> [TO DO] Transcribe only part of the material below: the lines from the one containing "self.completion.and_then(|callback| callback.complete_one())" through the one containing "batch to it.", inclusive, exactly as written.

> [DATA RECORDS]

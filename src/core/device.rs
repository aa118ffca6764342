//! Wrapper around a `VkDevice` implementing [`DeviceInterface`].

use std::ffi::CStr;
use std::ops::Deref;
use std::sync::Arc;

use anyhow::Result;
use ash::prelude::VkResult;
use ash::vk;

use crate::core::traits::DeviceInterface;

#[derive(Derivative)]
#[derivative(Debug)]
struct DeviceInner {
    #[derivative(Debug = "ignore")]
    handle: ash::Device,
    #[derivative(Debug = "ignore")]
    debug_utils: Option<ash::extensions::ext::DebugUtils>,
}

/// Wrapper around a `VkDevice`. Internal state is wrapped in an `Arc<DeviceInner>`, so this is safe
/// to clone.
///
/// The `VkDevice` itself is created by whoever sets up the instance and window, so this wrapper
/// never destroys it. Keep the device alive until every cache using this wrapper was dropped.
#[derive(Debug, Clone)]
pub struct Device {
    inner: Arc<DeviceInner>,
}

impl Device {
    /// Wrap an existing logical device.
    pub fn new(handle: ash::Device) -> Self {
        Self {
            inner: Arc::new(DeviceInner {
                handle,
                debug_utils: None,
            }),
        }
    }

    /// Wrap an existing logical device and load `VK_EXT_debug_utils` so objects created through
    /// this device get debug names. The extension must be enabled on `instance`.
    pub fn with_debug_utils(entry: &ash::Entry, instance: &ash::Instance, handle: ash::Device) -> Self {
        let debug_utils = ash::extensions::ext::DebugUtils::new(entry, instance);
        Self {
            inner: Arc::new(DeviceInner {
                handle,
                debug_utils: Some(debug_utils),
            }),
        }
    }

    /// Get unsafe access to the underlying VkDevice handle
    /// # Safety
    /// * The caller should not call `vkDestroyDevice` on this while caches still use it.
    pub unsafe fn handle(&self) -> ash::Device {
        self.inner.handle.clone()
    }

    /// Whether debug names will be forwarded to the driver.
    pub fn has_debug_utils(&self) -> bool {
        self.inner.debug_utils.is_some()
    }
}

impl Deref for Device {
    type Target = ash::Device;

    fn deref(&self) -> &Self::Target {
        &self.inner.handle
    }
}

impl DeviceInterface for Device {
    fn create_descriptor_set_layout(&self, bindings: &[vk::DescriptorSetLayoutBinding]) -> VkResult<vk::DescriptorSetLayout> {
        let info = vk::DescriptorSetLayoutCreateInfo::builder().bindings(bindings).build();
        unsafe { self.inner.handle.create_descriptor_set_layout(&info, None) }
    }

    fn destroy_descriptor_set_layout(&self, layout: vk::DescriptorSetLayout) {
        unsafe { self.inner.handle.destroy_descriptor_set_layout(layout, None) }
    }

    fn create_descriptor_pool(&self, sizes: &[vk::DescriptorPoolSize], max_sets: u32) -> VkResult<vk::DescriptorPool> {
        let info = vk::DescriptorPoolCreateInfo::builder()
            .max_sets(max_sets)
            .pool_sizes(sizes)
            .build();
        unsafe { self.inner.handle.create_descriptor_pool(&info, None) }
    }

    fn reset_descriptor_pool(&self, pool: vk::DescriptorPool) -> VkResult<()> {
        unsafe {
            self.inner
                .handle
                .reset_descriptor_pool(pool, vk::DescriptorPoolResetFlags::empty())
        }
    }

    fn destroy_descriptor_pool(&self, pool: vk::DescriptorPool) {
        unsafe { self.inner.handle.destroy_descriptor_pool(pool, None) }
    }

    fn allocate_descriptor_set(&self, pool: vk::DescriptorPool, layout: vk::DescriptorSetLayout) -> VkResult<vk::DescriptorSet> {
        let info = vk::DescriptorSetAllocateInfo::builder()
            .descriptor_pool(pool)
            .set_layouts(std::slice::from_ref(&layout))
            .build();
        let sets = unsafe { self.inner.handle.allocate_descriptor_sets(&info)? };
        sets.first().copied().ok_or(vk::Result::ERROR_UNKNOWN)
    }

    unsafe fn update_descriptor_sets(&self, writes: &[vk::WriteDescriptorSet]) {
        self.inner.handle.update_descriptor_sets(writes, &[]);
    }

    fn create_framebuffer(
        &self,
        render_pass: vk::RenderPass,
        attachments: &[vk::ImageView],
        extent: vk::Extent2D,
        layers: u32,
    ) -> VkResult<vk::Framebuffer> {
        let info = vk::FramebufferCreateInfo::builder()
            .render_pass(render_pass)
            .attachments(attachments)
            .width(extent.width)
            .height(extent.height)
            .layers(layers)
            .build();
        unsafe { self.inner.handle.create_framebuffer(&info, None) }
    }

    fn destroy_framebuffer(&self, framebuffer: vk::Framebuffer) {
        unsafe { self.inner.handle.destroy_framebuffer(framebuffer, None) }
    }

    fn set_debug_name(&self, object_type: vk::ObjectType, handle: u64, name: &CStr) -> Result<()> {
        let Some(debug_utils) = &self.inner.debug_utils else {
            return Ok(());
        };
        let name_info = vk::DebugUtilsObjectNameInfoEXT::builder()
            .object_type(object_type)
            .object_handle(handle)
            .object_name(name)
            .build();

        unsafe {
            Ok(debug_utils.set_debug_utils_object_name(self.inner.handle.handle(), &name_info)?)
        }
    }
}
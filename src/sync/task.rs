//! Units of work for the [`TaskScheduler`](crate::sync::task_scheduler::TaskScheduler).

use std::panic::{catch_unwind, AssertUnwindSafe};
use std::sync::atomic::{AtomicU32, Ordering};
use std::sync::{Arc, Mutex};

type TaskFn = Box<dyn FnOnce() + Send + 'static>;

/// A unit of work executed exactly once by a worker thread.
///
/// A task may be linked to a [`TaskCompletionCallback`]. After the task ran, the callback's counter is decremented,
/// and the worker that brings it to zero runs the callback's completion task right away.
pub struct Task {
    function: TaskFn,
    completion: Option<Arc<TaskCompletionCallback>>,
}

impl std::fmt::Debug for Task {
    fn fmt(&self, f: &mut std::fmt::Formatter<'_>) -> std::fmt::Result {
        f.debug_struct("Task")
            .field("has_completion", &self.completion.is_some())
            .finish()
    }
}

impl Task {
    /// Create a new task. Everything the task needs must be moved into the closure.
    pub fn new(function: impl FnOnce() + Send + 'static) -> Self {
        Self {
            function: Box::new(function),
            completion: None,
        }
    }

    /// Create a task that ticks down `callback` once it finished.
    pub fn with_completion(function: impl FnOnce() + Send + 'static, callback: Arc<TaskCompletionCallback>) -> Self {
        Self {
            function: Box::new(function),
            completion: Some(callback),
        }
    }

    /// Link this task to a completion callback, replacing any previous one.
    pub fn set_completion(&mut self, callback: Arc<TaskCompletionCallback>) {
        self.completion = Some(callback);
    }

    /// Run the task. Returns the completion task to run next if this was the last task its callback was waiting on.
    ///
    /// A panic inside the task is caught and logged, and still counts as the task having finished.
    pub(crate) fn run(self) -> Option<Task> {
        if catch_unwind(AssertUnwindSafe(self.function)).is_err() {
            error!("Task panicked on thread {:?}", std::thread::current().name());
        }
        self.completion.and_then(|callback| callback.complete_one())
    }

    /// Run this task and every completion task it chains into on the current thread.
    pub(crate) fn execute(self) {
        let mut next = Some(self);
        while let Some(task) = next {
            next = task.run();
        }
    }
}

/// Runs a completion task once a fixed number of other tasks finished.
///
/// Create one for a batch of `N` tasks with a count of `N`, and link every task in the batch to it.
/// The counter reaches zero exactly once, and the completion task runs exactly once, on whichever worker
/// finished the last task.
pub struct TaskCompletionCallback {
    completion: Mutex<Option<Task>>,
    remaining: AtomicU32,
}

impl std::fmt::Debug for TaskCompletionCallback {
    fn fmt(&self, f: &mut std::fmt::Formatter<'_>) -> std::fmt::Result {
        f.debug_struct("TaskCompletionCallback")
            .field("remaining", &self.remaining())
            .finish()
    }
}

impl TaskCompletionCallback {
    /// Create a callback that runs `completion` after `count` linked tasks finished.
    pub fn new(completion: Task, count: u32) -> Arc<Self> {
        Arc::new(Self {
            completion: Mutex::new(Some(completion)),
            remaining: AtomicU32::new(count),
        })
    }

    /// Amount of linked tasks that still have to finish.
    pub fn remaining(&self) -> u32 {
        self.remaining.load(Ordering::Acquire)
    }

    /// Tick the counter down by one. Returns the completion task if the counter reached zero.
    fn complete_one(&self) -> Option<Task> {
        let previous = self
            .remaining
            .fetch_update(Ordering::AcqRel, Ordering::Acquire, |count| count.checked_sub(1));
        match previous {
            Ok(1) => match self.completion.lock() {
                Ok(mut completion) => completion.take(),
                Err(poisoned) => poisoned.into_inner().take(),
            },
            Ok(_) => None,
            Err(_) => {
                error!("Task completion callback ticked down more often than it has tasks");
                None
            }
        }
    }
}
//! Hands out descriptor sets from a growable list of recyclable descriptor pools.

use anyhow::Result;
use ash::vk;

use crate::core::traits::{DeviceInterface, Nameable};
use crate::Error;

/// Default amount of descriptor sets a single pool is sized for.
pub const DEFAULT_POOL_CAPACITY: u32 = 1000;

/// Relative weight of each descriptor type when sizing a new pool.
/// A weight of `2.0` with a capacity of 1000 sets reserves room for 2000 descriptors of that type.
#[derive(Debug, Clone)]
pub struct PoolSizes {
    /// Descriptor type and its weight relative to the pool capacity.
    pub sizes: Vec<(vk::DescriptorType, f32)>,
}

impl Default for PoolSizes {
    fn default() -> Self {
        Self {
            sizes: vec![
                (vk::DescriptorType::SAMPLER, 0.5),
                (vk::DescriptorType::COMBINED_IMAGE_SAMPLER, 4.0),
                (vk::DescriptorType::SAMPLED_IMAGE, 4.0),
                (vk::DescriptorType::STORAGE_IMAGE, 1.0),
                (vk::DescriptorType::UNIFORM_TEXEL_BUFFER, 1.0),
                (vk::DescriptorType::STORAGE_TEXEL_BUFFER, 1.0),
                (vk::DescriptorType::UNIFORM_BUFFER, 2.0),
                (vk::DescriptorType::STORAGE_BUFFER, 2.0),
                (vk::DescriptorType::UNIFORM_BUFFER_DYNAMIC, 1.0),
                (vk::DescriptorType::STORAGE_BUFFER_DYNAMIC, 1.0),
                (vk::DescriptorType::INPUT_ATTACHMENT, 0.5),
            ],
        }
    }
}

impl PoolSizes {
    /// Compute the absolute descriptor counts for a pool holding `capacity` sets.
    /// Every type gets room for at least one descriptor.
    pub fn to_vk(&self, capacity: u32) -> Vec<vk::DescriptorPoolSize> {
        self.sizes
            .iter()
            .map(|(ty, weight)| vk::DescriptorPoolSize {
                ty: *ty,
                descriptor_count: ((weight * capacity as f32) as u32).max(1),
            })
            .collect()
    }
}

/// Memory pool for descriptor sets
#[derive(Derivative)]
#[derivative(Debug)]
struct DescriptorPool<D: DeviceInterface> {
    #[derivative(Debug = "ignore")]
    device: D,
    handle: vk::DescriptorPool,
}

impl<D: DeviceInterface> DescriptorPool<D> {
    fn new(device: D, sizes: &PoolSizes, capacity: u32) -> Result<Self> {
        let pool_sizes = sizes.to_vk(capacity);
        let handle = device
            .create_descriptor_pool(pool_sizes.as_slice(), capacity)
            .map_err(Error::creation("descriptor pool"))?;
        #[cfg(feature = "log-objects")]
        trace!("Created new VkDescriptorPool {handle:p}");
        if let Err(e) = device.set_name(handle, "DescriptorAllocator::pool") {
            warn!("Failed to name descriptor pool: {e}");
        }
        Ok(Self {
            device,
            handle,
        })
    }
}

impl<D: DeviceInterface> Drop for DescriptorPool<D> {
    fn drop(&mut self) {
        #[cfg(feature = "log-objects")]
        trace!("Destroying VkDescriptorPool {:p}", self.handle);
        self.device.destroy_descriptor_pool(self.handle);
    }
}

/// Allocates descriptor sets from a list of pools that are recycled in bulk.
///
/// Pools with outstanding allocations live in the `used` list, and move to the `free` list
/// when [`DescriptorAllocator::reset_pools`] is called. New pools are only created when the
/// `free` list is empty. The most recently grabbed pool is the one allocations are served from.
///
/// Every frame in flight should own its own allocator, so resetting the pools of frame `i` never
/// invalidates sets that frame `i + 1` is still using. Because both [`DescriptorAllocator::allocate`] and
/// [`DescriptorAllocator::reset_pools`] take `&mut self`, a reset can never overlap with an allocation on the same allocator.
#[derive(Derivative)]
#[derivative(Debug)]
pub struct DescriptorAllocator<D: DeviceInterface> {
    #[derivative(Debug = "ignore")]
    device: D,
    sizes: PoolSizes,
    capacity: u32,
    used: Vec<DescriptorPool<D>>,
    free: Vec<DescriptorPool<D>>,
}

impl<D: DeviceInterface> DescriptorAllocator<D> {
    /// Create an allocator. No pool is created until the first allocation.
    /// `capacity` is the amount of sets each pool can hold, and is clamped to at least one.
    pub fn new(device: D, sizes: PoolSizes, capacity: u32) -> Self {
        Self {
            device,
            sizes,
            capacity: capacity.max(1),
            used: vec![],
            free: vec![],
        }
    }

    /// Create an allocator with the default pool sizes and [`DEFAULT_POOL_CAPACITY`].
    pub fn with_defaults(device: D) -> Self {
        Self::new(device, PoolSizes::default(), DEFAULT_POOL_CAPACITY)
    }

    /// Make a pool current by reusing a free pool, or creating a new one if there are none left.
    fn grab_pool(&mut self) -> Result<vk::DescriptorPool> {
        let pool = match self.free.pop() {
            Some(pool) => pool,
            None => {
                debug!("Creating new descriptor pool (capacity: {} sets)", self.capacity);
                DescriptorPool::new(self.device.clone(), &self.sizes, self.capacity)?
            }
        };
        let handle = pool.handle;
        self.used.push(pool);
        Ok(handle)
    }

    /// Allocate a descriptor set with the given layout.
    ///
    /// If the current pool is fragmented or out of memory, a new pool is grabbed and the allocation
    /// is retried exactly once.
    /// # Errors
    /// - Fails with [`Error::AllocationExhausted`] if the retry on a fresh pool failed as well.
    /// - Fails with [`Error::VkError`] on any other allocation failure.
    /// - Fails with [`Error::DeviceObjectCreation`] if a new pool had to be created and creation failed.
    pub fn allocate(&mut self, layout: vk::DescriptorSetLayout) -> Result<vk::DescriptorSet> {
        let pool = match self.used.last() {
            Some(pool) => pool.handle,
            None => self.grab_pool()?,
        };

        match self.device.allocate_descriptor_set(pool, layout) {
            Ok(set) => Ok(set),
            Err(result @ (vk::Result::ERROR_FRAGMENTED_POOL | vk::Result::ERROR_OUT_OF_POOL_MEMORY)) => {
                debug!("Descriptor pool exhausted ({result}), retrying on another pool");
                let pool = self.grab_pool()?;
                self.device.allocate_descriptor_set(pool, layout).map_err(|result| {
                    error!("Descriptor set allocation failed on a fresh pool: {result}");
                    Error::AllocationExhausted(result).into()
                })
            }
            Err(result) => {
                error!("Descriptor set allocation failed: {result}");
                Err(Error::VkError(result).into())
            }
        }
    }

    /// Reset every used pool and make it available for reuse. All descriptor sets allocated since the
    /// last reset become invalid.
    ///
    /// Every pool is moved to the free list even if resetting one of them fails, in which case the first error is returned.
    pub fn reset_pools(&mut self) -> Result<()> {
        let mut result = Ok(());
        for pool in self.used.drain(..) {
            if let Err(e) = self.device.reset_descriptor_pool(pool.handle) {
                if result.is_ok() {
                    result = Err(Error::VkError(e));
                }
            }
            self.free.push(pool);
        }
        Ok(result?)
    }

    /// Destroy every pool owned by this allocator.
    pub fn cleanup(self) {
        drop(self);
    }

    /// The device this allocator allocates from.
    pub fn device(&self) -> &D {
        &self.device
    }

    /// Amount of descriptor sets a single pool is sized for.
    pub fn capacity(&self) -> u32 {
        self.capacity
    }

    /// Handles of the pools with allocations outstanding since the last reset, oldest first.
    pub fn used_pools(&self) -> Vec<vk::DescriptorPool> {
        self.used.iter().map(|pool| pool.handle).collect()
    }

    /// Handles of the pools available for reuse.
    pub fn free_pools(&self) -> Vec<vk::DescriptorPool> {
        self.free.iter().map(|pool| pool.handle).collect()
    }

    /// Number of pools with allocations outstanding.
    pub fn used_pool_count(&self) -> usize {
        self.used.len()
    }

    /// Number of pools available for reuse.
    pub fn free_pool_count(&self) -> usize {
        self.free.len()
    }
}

> [SOLUTION]
        self.completion.and_then(|callback| callback.complete_one())
    }

    /// Run this task and every completion task it chains into on the current thread.
    pub(crate) fn execute(self) {
        let mut next = Some(self);
        while let Some(task) = next {
            next = task.run();
        }
    }
}

/// Runs a completion task once a fixed number of other tasks finished.
///
/// Create one for a batch of `N` tasks with a count of `N`, and link every task in the batch to it.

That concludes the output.